Data extracts section start

//! Pipeline configuration, loaded from TOML
//!
//! Every section and key is optional; missing values take the defaults below.
//! Secrets never live in the file: the model API key and webhook URLs fall
//! back to environment variables.

use errlens_core::{Chunker, Normalizer};
use errlens_rag::{ScoringWeights, Severity};
use serde::Deserialize;
use std::fs;
use std::path::{Path, PathBuf};
use std::time::Duration;
use thiserror::Error;

#[derive(Error, Debug)]
pub enum ConfigError {
    #[error("failed to read config file: {0}")]
    Io(#[from] std::io::Error),

    #[error("invalid config file: {0}")]
    Parse(#[from] toml::de::Error),

    #[error("missing credentials: {0} is not set")]
    MissingCredentials(String),

    #[error("invalid configuration: {0}")]
    Invalid(String),
}

// upper bound on concurrent units, far below tokio's semaphore limit
pub const MAX_CONCURRENCY: usize = 1024;

// Main config structure
#[derive(Debug, Clone, Default, Deserialize)]
#[serde(default)]
pub struct PipelineConfig {
    pub pipeline: PipelineSettings,
    pub model: ModelConfig,
    pub history: HistoryConfig,
    pub scoring: ScoringWeights,
    pub fingerprint: FingerprintConfig,
    pub alerts: AlertConfig,
}

#[derive(Debug, Clone, Deserialize)]
#[serde(default)]
pub struct PipelineSettings {
    // token budget per chunk
    pub max_tokens: usize,

    // units analyzed at the same time
    pub concurrency: usize,

    // only ERROR/CRITICAL entries are chunked
    pub errors_only: bool,

    // wall-clock limit for one unit, permit wait excluded
    pub unit_timeout_secs: u64,

    // history references handed to the model
    pub history_k: usize,

    // record OK results in the history index
    pub write_history: bool,
}

impl Default for PipelineSettings {
    fn default() -> Self {
        Self {
            max_tokens: 500,
            concurrency: 4,
            errors_only: true,
            unit_timeout_secs: 120,
            history_k: 3,
            write_history: true,
        }
    }
}

impl PipelineSettings {
    pub fn unit_timeout(&self) -> Duration {
        Duration::from_secs(self.unit_timeout_secs)
    }
}

#[derive(Debug, Clone, Copy, Default, PartialEq, Eq, Deserialize)]
#[serde(rename_all = "lowercase")]
pub enum Provider {
    #[default]
    Groq,
    Ollama,
}

#[derive(Debug, Clone, Deserialize)]
#[serde(default)]
pub struct ModelConfig {
    pub provider: Provider,

    // defaults depend on the provider
    pub model_id: Option<String>,

    // env var holding the Groq API key
    pub api_key_env: String,

    pub ollama_url: String,

    // model invocations per unit, first one included
    pub max_attempts: u32,

    pub backoff_ms: u64,

    pub temperature: f32,
}

impl Default for ModelConfig {
    fn default() -> Self {
        Self {
            provider: Provider::Groq,
            model_id: None,
            api_key_env: "GROQ_API_KEY".to_string(),
            ollama_url: "http://localhost:11434".to_string(),
            max_attempts: 3,
            backoff_ms: 500,
            temperature: 0.1,
        }
    }
}

impl ModelConfig {
    pub fn model_id(&self) -> &str {
        match (&self.model_id, self.provider) {
            (Some(id), _) => id,
            (None, Provider::Groq) => "llama-3.3-70b-versatile",
            (None, Provider::Ollama) => "llama3.2:3b",
        }
    }

    pub fn backoff(&self) -> Duration {
        Duration::from_millis(self.backoff_ms)
    }
}

#[derive(Debug, Clone, Copy, Default, PartialEq, Eq, Deserialize)]
#[serde(rename_all = "lowercase")]
pub enum HistoryBackend {
    #[default]
    Local,
    Qdrant,
}

#[derive(Debug, Clone, Deserialize)]
#[serde(default)]
pub struct HistoryConfig {
    pub backend: HistoryBackend,

    // JSON-lines file for the local backend
    pub path: PathBuf,

    pub qdrant_url: String,

    pub collection: String,

    // embedding size, must match the embedding model
    pub dimensions: usize,
}

impl Default for HistoryConfig {
    fn default() -> Self {
        Self {
            backend: HistoryBackend::Local,
            path: PathBuf::from(".errlens/history.jsonl"),
            qdrant_url: "http://localhost:6334".to_string(),
            collection: "error_history".to_string(),
            dimensions: 384,
        }
    }
}

// Extra normalization rule applied after (or instead of) the built-in ones
#[derive(Debug, Clone, Deserialize)]
pub struct FingerprintRule {
    pub pattern: String,
    pub placeholder: String,
}

#[derive(Debug, Clone, Deserialize)]
#[serde(default)]
pub struct FingerprintConfig {
    pub use_default_rules: bool,
    pub rules: Vec<FingerprintRule>,
}

impl Default for FingerprintConfig {
    fn default() -> Self {
        Self {
            use_default_rules: true,
            rules: Vec::new(),
        }
    }
}

impl FingerprintConfig {
    pub fn build_normalizer(&self) -> Result<Normalizer, ConfigError> {
        let mut normalizer = if self.use_default_rules {
            Normalizer::with_default_rules()
        } else {
            Normalizer::new()
        };
        for rule in &self.rules {
            normalizer
                .add_rule(&rule.pattern, &rule.placeholder)
                .map_err(|e| ConfigError::Invalid(format!("fingerprint rule `{}`: {}", rule.pattern, e)))?;
        }
        Ok(normalizer)
    }
}

#[derive(Debug, Clone, Deserialize)]
#[serde(default)]
pub struct AlertConfig {
    pub enabled: bool,

    // falls back to SLACK_WEBHOOK_URL
    pub slack_webhook_url: Option<String>,

    // falls back to DISCORD_WEBHOOK_URL
    pub discord_webhook_url: Option<String>,

    // alerts fire only if some result is at least this severe
    pub min_severity: Severity,
}

impl Default for AlertConfig {
    fn default() -> Self {
        Self {
            enabled: false,
            slack_webhook_url: None,
            discord_webhook_url: None,
            min_severity: Severity::High,
        }
    }
}

impl AlertConfig {
    pub fn slack_url(&self) -> Option<String> {
        non_empty(self.slack_webhook_url.clone()).or_else(|| non_empty(std::env::var("SLACK_WEBHOOK_URL").ok()))
    }

    pub fn discord_url(&self) -> Option<String> {
        non_empty(self.discord_webhook_url.clone())
            .or_else(|| non_empty(std::env::var("DISCORD_WEBHOOK_URL").ok()))
    }
}

fn non_empty(value: Option<String>) -> Option<String> {
    value.filter(|v| !v.trim().is_empty())
}

impl PipelineConfig {
    /// Reject settings that would make a run meaningless.
    /// Credentials are checked separately when the model client is built.
    pub fn validate(&self) -> Result<(), ConfigError> {
        let p = &self.pipeline;
        if p.max_tokens == 0 {
            return Err(ConfigError::Invalid("pipeline.max_tokens must be greater than 0".into()));
        }
        if p.concurrency == 0 || p.concurrency > MAX_CONCURRENCY {
            return Err(ConfigError::Invalid(format!(
                "pipeline.concurrency must be between 1 and {}",
                MAX_CONCURRENCY
            )));
        }
        if p.unit_timeout_secs == 0 {
            return Err(ConfigError::Invalid("pipeline.unit_timeout_secs must be greater than 0".into()));
        }
        if self.model.max_attempts == 0 {
            return Err(ConfigError::Invalid("model.max_attempts must be greater than 0".into()));
        }
        if self.history.dimensions == 0 {
            return Err(ConfigError::Invalid("history.dimensions must be greater than 0".into()));
        }

        let w = &self.scoring;
        for (name, value) in [
            ("history_weight", w.history_weight),
            ("no_match_penalty", w.no_match_penalty),
            ("unavailable_penalty", w.unavailable_penalty),
        ] {
            if !(0.0..=1.0).contains(&value) {
                return Err(ConfigError::Invalid(format!("scoring.{} must be within [0, 1]", name)));
            }
        }

        self.fingerprint.build_normalizer()?;
        Ok(())
    }

    pub fn chunker(&self) -> Chunker {
        Chunker::new(self.pipeline.max_tokens)
    }
}

// Load configuration from a TOML file
pub fn load_config<P: AsRef<Path>>(path: P) -> Result<PipelineConfig, ConfigError> {
    let content = fs::read_to_string(path)?;
    let config: PipelineConfig = toml::from_str(&content)?;
    config.validate()?;
    Ok(config)
}

#[cfg(test)]
mod tests {
    use super::*;

    #[test]
    fn test_load_config() {
        let toml_content = r#"
[pipeline]
max_tokens = 800
concurrency = 8

[model]
provider = "ollama"

[history]
backend = "qdrant"
collection = "errors"

[scoring]
history_weight = 0.5

[[fingerprint.rules]]
pattern = 'host-[a-z]+'
placeholder = "<host>"

[alerts]
enabled = true
min_severity = "CRITICAL"
"#;
        let config: PipelineConfig = toml::from_str(toml_content).unwrap();
        assert_eq!(config.pipeline.max_tokens, 800);
        assert_eq!(config.pipeline.concurrency, 8);
        assert!(config.pipeline.errors_only);
        assert_eq!(config.model.provider, Provider::Ollama);
        assert_eq!(config.model.model_id(), "llama3.2:3b");
        assert_eq!(config.history.backend, HistoryBackend::Qdrant);
        assert_eq!(config.history.dimensions, 384);
        assert_eq!(config.scoring.history_weight, 0.5);
        assert_eq!(config.scoring.unavailable_penalty, 0.25);
        assert_eq!(config.alerts.min_severity, Severity::Critical);
        assert!(config.validate().is_ok());

        let normalizer = config.fingerprint.build_normalizer().unwrap();
        assert_eq!(normalizer.normalize("lost db on host-alpha"), "lost db on <host>");
    }

    #[test]
    fn test_empty_config_uses_defaults() {
        let config: PipelineConfig = toml::from_str("").unwrap();
        assert_eq!(config.pipeline.max_tokens, 500);
        assert_eq!(config.model.provider, Provider::Groq);
        assert_eq!(config.model.max_attempts, 3);
        assert!(!config.alerts.enabled);
        assert!(config.validate().is_ok());
    }

    #[test]
    fn test_validation_errors() {
        let mut config = PipelineConfig::default();
        config.pipeline.max_tokens = 0;
        assert!(matches!(config.validate(), Err(ConfigError::Invalid(_))));

        let mut config = PipelineConfig::default();
        config.pipeline.concurrency = 0;
        assert!(matches!(config.validate(), Err(ConfigError::Invalid(_))));

        let mut config = PipelineConfig::default();
        config.pipeline.concurrency = usize::MAX >> 3;
        assert!(matches!(config.validate(), Err(ConfigError::Invalid(_))));

        let mut config = PipelineConfig::default();
        config.pipeline.concurrency = MAX_CONCURRENCY;
        assert!(config.validate().is_ok());

        let mut config = PipelineConfig::default();
        config.fingerprint.rules.push(FingerprintRule {
            pattern: "(unclosed".to_string(),
            placeholder: "<x>".to_string(),
        });
        assert!(matches!(config.validate(), Err(ConfigError::Invalid(_))));

        let mut config = PipelineConfig::default();
        config.scoring.no_match_penalty = 1.5;
        assert!(matches!(config.validate(), Err(ConfigError::Invalid(_))));
    }

    #[test]
    fn test_load_config_from_file() {
        let dir = tempfile::tempdir().unwrap();
        let path = dir.path().join("errlens.toml");
        std::fs::write(&path, "[pipeline]\nconcurrency = 0\n").unwrap();
        assert!(matches!(load_config(&path), Err(ConfigError::Invalid(_))));

        std::fs::write(&path, "[pipeline\n").unwrap();
        assert!(matches!(load_config(&path), Err(ConfigError::Parse(_))));

        assert!(matches!(load_config(dir.path().join("missing.toml")), Err(ConfigError::Io(_))));
    }
}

Data extracts section end

The answer should consist of every line from the listing above that includes the word "temperature".

    pub temperature: f32,
            temperature: 0.1,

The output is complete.